Their first thought when they wake up is about games and the last before going to sleep is always there, about the games and the various activities that they would never leave even when sleep begins to be felt.
If the game is the undisputed protagonist in the life of the little ones, it is much less natural and easy to convince them to put the used toys back in order.
How do get the children to tidy up?
It is clear that children love to bring out (from boxes and trunks) games and objects, by virtue of a healthy and positive drive to curiosity and exploration.
Furthermore, the urge to independently take games and objects is clearly strong, because playing means fun and pleasure.
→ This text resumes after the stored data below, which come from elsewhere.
//! Coherence checking: the local-definition (orphan) rule, pairwise overlap
//! detection between implementations, and the supertype-cycle pass over the
//! contract graph. All checks run eagerly so conflicts surface at
//! registration time, never at a use site.

use std::collections::HashMap;

use crate::decl::{ImplRecord, TypeExpr};
use crate::diagnostics::ResolveError;
use crate::table::DeclTable;

/// Gate one ImplRecord before it is inserted into the table.
pub(crate) fn check_impl(table: &DeclTable, rec: &ImplRecord) -> Result<(), ResolveError> {
    let target_name = rec
        .target
        .head_name()
        .ok_or_else(|| ResolveError::unknown(rec.target.to_string(), rec.span))?;
    let target = table.lookup_type(target_name)?;

    match &rec.interface {
        Some(iface_name) => {
            let iface = table.lookup_interface(iface_name)?;
            // Every required signature needs a body or a default.
            for sig in &iface.methods {
                if !rec.methods.contains_key(&sig.name) && !iface.defaults.contains_key(&sig.name) {
                    return Err(ResolveError::IncompleteImplementation {
                        interface: iface_name.clone(),
                        target: target_name.to_string(),
                        missing: sig.name.clone(),
                        span: rec.span,
                    });
                }
            }
            // Local-definition rule: the interface or the target type must be
            // declared in the registering unit.
            if iface.unit != rec.unit && target.unit != rec.unit {
                return Err(ResolveError::ForeignImplementation {
                    interface: iface_name.clone(),
                    target: target_name.to_string(),
                    span: rec.span,
                });
            }
        }
        None => {
            // Inherent impls have no interface to anchor on: the type itself
            // must be local.
            if target.unit != rec.unit {
                return Err(ResolveError::ForeignImplementation {
                    interface: "(inherent)".to_string(),
                    target: target_name.to_string(),
                    span: rec.span,
                });
            }
        }
    }

    // Overlap: no two accepted records for the same (interface-or-none,
    // target head) may cover a common concrete type.
    for prior in table.impls_for(target_name) {
        if prior.interface == rec.interface && impls_overlap(prior, rec) {
            return Err(ResolveError::ConflictingImplementation {
                interface: rec.interface.clone(),
                target: target_name.to_string(),
                first_span: prior.span,
                second_span: rec.span,
            });
        }
    }

    Ok(())
}

/// Two records overlap when their targets and interface arguments unify
/// after renaming their generic parameters apart.
fn impls_overlap(a: &ImplRecord, b: &ImplRecord) -> bool {
    let a_target = tag_params(&a.target, "a");
    let b_target = tag_params(&b.target, "b");
    let mut bindings = HashMap::new();
    if !unify(&a_target, &b_target, &mut bindings) {
        return false;
    }
    if a.interface_args.len() != b.interface_args.len() {
        return false;
    }
    a.interface_args
        .iter()
        .zip(&b.interface_args)
        .all(|(x, y)| unify(&tag_params(x, "a"), &tag_params(y, "b"), &mut bindings))
}

/// Prefix every generic parameter so two records' parameters cannot capture
/// each other during unification.
pub(crate) fn tag_params(te: &TypeExpr, tag: &str) -> TypeExpr {
    match te {
        TypeExpr::Param(name) => TypeExpr::Param(format!("{tag}#{name}")),
        TypeExpr::Applied { name, args } => TypeExpr::Applied {
            name: name.clone(),
            args: args.iter().map(|a| tag_params(a, tag)).collect(),
        },
        TypeExpr::Named(_) | TypeExpr::SelfTy => te.clone(),
    }
}

/// Structural unification with parameter bindings accumulated in `bindings`.
/// Also used by the solver to match an implementation against a concrete
/// query type.
pub(crate) fn unify(
    a: &TypeExpr,
    b: &TypeExpr,
    bindings: &mut HashMap<String, TypeExpr>,
) -> bool {
    let a = follow(a, bindings);
    let b = follow(b, bindings);
    match (&a, &b) {
        (TypeExpr::Param(x), TypeExpr::Param(y)) if x == y => true,
        (TypeExpr::Param(x), other) | (other, TypeExpr::Param(x)) => {
            if occurs(x, other, bindings) {
                return false;
            }
            bindings.insert(x.clone(), (*other).clone());
            true
        }
        (TypeExpr::Named(x), TypeExpr::Named(y)) => x == y,
        (TypeExpr::SelfTy, TypeExpr::SelfTy) => true,
        (TypeExpr::Applied { name: n1, args: a1 }, TypeExpr::Applied { name: n2, args: a2 }) => {
            n1 == n2
                && a1.len() == a2.len()
                && a1.iter().zip(a2.iter()).all(|(x, y)| unify(x, y, bindings))
        }
        _ => false,
    }
}

fn follow(te: &TypeExpr, bindings: &HashMap<String, TypeExpr>) -> TypeExpr {
    if let TypeExpr::Param(name) = te {
        if let Some(bound) = bindings.get(name) {
            return follow(&bound.clone(), bindings);
        }
    }
    te.clone()
}

fn occurs(var: &str, te: &TypeExpr, bindings: &HashMap<String, TypeExpr>) -> bool {
    match follow(te, bindings) {
        TypeExpr::Param(name) => name == var,
        TypeExpr::Applied { args, .. } => args.iter().any(|a| occurs(var, a, bindings)),
        _ => false,
    }
}

/// Validate the contract supertype graph: every named supertype exists and
/// the graph is acyclic. Runs once over the closed declaration set.
pub(crate) fn check_contract_graph(table: &DeclTable) -> Result<(), ResolveError> {
    let mut names: Vec<&str> = table.interfaces().map(|i| i.name.as_str()).collect();
    names.sort_unstable();

    for iface in table.interfaces() {
        for sup in &iface.supertypes {
            if !table.has_interface(sup) {
                return Err(ResolveError::unknown(sup, iface.span));
            }
        }
    }

    #[derive(Clone, Copy, PartialEq)]
    enum Color {
        White,
        Gray,
        Black,
    }

    let mut colors: HashMap<&str, Color> = names.iter().map(|&n| (n, Color::White)).collect();

    fn visit<'a>(
        name: &'a str,
        table: &'a DeclTable,
        colors: &mut HashMap<&'a str, Color>,
        path: &mut Vec<String>,
    ) -> Result<(), ResolveError> {
        colors.insert(name, Color::Gray);
        path.push(name.to_string());
        let iface = table.lookup_interface(name)?;
        for sup in &iface.supertypes {
            match colors.get(sup.as_str()).copied().unwrap_or(Color::White) {
                Color::Gray => {
                    let start = path.iter().position(|n| n == sup).unwrap_or(0);
                    let mut cycle: Vec<String> = path[start..].to_vec();
                    cycle.push(sup.clone());
                    return Err(ResolveError::CyclicContractRequirement { cycle });
                }
                Color::White => {
                    let sup_name = table.lookup_interface(sup)?.name.as_str();
                    visit(sup_name, table, colors, path)?;
                }
                Color::Black => {}
            }
        }
        path.pop();
        colors.insert(name, Color::Black);
        Ok(())
    }

    let mut path = Vec::new();
    for name in names {
        if colors[name] == Color::White {
            visit(name, table, &mut colors, &mut path)?;
        }
    }
    Ok(())
}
On the contrary, tidying up does not arise spontaneously in children, it requires our intervention.
However, from an early age, they can learn, with our help, to “fix” and therefore over time this can become a habit.
Why get them used to putting their games in order?
The trivial and simple tidying up of the games used as an intrinsic very important educational message.
In fact, in this way we teach our children that when we use something, we must put it back in its place afterward, without expecting someone else to do it for them.
Then growing up they will be able to generalize this rule to everything else (school books and notebooks, other objects, their own environment/room…).
Furthermore, as for us adults, even for the little ones the external order allows you to have inner order, to orient yourself among the games, to be able to concentrate on one game at a time. You know a child in a room full of games? He doesn’t know where to look, he goes from game to game without really pausing to play more than a few minutes with the same game and what he perceives is just confusion.
This is the reason why I recommend, as far as possible, to put away a toy before moving on to another, in order to facilitate the child to concentrate and therefore devote their attention to a single activity.
What if they rebel?
Let us expect that the initiative to put in order does not meet the favor of our little ones and that a lot of firmness and patience will be needed, in order to avoid giving in and doing it for them.
However, it is also true that, as with everything, the way we propose it to them is very important. If we put it as an imposition, it will be very likely that they can react with the infamous oppositional “no” and therefore the moment to put in order becomes a “tug of war” and a reason for the challenge.
On the contrary, if we propose it in a firm but calm way it is easier to meet the collaboration of the little ones.
Try to offer to help them tidy up and make this moment a pleasant opportunity to play. You will see that you will immediately get an excellent result!